(Stored entries)
····················
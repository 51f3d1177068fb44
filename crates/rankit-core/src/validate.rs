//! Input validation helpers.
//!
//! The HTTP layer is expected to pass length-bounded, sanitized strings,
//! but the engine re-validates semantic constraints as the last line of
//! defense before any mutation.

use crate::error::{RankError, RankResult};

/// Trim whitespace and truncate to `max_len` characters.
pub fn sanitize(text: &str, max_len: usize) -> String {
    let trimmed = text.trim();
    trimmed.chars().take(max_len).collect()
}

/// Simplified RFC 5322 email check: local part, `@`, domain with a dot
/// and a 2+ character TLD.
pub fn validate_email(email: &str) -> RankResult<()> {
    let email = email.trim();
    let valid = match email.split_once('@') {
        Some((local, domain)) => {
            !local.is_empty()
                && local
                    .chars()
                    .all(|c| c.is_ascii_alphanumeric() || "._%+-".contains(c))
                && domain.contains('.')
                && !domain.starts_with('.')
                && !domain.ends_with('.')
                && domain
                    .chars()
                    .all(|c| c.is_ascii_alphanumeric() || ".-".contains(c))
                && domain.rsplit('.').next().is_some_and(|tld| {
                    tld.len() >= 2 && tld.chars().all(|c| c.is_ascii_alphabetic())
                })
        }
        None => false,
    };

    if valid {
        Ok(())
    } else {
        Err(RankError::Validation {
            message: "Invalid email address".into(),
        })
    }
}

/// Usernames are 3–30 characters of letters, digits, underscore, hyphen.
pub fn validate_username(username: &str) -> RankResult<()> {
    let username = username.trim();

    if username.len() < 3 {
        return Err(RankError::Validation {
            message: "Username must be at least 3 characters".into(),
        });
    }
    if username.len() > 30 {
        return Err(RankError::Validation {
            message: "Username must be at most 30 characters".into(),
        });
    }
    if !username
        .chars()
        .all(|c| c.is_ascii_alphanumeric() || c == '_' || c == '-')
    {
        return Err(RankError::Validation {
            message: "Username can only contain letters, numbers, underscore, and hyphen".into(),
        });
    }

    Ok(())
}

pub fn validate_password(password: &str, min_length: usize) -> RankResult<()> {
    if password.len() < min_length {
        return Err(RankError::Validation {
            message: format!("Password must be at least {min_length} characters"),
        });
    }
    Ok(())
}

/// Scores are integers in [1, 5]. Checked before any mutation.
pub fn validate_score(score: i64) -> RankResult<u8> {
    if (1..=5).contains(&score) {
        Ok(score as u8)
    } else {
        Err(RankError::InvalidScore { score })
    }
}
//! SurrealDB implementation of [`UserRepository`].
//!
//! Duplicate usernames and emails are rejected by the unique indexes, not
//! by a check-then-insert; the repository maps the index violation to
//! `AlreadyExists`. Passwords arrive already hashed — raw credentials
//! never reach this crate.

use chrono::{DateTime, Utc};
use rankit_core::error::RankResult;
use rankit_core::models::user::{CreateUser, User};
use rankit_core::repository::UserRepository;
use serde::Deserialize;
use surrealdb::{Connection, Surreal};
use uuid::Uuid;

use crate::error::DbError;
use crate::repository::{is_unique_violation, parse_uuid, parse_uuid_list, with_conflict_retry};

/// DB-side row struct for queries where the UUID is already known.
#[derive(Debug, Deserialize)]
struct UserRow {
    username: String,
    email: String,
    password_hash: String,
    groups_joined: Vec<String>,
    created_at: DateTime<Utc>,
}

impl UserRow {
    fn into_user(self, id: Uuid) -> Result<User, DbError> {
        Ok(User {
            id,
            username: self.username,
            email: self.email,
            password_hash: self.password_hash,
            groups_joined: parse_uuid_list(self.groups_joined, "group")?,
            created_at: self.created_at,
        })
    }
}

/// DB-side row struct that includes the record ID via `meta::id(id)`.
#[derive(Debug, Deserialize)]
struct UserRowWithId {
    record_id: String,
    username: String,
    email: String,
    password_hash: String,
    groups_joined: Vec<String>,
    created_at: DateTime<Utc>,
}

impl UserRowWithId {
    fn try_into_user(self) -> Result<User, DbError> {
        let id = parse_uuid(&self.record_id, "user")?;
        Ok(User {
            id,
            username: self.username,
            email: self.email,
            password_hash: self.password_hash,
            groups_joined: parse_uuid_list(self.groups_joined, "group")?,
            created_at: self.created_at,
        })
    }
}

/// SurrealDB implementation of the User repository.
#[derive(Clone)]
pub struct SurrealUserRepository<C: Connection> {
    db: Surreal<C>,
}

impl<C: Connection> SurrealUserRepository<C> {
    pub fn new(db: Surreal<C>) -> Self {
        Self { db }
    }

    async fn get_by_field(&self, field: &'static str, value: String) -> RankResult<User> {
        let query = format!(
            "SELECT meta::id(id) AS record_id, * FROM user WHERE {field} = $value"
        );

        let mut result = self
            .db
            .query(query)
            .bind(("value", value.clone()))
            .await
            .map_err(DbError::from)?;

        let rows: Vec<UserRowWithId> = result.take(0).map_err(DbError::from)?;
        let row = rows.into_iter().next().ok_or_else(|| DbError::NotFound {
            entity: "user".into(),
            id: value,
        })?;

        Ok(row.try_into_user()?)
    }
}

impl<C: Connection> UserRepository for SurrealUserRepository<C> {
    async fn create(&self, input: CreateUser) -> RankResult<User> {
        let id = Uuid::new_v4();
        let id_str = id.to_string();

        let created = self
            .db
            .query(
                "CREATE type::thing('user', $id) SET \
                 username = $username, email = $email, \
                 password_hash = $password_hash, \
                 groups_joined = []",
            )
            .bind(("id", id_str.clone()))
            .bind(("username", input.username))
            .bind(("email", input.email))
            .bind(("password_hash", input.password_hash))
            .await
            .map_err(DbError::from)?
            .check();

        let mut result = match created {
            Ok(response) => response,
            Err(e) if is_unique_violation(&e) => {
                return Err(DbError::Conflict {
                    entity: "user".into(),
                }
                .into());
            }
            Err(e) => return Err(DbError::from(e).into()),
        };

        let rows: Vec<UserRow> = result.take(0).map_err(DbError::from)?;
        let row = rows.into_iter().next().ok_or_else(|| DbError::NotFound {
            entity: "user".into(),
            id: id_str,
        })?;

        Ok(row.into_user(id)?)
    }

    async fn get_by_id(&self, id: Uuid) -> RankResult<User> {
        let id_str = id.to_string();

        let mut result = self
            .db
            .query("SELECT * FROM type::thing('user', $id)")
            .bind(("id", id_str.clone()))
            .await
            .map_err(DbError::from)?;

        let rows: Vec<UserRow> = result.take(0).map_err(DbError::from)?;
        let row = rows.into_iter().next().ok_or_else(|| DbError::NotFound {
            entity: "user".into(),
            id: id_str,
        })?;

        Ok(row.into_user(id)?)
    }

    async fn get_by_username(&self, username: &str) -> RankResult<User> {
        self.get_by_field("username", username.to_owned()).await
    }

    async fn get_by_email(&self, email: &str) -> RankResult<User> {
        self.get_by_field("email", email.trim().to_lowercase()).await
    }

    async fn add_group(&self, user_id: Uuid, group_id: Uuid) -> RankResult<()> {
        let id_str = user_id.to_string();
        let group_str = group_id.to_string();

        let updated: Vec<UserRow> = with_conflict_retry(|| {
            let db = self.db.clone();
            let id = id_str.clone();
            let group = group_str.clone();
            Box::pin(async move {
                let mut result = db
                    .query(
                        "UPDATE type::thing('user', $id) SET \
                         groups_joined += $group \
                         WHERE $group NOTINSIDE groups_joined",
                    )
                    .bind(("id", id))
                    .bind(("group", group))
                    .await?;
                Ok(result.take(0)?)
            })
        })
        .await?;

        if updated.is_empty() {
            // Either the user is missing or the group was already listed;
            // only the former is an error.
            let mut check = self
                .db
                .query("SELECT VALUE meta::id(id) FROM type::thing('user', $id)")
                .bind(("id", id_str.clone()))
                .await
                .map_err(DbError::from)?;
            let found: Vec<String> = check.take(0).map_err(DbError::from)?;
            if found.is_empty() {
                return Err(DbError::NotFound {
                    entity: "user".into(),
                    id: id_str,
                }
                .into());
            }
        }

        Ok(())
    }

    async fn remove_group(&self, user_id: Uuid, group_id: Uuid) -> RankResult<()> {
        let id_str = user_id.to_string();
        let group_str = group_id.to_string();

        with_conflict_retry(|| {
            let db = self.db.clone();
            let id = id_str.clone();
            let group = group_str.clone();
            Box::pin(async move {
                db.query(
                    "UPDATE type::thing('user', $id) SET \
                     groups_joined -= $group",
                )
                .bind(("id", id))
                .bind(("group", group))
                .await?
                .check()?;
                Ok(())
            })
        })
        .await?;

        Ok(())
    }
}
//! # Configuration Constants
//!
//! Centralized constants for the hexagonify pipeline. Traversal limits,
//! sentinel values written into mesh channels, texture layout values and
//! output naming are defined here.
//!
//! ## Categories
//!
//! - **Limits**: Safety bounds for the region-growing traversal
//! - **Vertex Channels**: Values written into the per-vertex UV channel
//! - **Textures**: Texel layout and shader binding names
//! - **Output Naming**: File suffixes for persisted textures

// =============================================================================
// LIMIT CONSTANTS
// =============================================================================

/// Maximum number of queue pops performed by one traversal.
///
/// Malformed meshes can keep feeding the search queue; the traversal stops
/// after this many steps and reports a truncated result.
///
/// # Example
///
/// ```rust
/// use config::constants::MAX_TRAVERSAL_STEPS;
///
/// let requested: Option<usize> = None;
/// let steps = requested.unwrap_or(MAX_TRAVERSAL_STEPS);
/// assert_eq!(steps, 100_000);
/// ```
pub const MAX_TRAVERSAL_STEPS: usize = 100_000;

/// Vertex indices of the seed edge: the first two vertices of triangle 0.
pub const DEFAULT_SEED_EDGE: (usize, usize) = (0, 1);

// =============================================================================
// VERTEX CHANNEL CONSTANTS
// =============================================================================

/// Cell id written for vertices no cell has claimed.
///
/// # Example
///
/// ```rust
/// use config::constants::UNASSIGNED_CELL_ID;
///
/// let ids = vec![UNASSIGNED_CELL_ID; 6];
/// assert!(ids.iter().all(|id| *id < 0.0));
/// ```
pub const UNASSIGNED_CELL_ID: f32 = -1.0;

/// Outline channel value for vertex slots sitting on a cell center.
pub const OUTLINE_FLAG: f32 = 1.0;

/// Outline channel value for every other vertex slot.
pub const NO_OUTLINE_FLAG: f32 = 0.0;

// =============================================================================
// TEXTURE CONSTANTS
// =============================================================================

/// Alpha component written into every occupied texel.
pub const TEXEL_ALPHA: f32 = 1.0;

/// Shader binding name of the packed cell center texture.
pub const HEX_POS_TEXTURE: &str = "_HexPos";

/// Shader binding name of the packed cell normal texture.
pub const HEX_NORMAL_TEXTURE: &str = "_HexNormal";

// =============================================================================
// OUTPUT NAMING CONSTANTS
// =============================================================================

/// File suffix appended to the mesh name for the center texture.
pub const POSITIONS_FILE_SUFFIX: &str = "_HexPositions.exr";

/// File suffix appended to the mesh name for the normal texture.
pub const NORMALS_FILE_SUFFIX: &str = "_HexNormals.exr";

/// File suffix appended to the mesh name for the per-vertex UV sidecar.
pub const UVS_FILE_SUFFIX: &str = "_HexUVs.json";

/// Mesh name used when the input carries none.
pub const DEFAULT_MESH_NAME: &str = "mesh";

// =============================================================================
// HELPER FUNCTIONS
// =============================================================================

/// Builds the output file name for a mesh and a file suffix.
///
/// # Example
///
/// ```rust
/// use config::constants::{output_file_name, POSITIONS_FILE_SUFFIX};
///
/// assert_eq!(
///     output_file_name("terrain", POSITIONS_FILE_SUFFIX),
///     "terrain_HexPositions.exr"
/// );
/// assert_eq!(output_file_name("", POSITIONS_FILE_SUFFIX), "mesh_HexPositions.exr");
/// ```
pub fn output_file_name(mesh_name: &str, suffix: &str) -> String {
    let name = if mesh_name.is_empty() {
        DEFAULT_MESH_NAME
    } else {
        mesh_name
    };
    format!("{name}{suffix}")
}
····················
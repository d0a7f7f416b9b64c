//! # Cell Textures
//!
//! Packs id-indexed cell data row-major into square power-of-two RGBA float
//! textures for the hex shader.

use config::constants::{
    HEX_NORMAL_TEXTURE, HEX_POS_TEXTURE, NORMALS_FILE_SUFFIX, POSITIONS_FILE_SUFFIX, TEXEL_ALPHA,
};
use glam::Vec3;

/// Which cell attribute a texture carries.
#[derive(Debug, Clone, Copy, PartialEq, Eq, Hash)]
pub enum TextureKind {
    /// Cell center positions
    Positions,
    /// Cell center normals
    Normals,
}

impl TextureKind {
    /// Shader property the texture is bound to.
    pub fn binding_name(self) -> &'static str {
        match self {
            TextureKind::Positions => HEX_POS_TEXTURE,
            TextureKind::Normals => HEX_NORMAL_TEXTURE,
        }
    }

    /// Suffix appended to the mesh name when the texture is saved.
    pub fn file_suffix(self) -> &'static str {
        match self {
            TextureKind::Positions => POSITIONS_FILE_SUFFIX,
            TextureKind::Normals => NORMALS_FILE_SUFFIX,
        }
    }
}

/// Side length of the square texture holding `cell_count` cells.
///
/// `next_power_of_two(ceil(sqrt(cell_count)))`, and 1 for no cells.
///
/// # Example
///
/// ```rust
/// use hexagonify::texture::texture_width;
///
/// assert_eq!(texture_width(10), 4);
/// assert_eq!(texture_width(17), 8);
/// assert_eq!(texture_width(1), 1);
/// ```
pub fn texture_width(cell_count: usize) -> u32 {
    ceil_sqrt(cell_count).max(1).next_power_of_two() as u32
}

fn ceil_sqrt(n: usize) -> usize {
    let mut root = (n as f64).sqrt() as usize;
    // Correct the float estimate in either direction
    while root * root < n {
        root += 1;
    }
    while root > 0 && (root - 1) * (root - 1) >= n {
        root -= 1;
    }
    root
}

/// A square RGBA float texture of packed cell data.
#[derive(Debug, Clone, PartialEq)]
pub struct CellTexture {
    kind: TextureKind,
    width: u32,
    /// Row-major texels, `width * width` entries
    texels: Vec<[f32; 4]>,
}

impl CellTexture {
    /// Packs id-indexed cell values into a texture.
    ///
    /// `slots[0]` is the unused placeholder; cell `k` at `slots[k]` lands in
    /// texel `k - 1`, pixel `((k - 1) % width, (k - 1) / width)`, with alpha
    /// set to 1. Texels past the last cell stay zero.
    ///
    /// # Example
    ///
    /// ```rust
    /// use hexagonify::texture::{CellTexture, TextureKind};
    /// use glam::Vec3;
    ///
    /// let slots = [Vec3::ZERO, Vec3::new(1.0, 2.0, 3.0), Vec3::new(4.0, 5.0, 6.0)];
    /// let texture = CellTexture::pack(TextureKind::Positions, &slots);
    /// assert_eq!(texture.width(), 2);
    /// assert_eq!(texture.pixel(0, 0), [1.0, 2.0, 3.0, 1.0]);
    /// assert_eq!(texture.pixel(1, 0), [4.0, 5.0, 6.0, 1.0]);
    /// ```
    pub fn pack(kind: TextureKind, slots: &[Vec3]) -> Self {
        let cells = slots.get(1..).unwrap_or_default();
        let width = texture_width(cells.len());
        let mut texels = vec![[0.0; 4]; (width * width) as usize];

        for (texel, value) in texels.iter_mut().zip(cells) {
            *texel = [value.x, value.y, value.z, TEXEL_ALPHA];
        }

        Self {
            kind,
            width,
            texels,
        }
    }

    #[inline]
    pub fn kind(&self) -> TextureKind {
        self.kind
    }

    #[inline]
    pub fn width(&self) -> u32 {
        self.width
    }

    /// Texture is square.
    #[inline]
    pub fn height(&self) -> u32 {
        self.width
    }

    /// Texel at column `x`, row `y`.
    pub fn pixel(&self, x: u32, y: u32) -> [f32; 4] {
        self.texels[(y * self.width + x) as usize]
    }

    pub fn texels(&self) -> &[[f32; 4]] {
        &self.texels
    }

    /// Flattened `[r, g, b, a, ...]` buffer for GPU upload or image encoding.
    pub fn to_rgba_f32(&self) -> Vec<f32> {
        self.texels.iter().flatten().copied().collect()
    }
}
····················
■ **Your task**
Given the data above, transcribe exactly the lines from the one containing "repository 51f3d1177068fb44" down to the one containing "Trim whitespace and", and no others.

■ **Written answer**
repository 51f3d1177068fb44
filename crates/rankit-core/src/validate.rs
//! Input validation helpers.
//!
//! The HTTP layer is expected to pass length-bounded, sanitized strings,
//! but the engine re-validates semantic constraints as the last line of
//! defense before any mutation.

use crate::error::{RankError, RankResult};

/// Trim whitespace and truncate to `max_len` characters.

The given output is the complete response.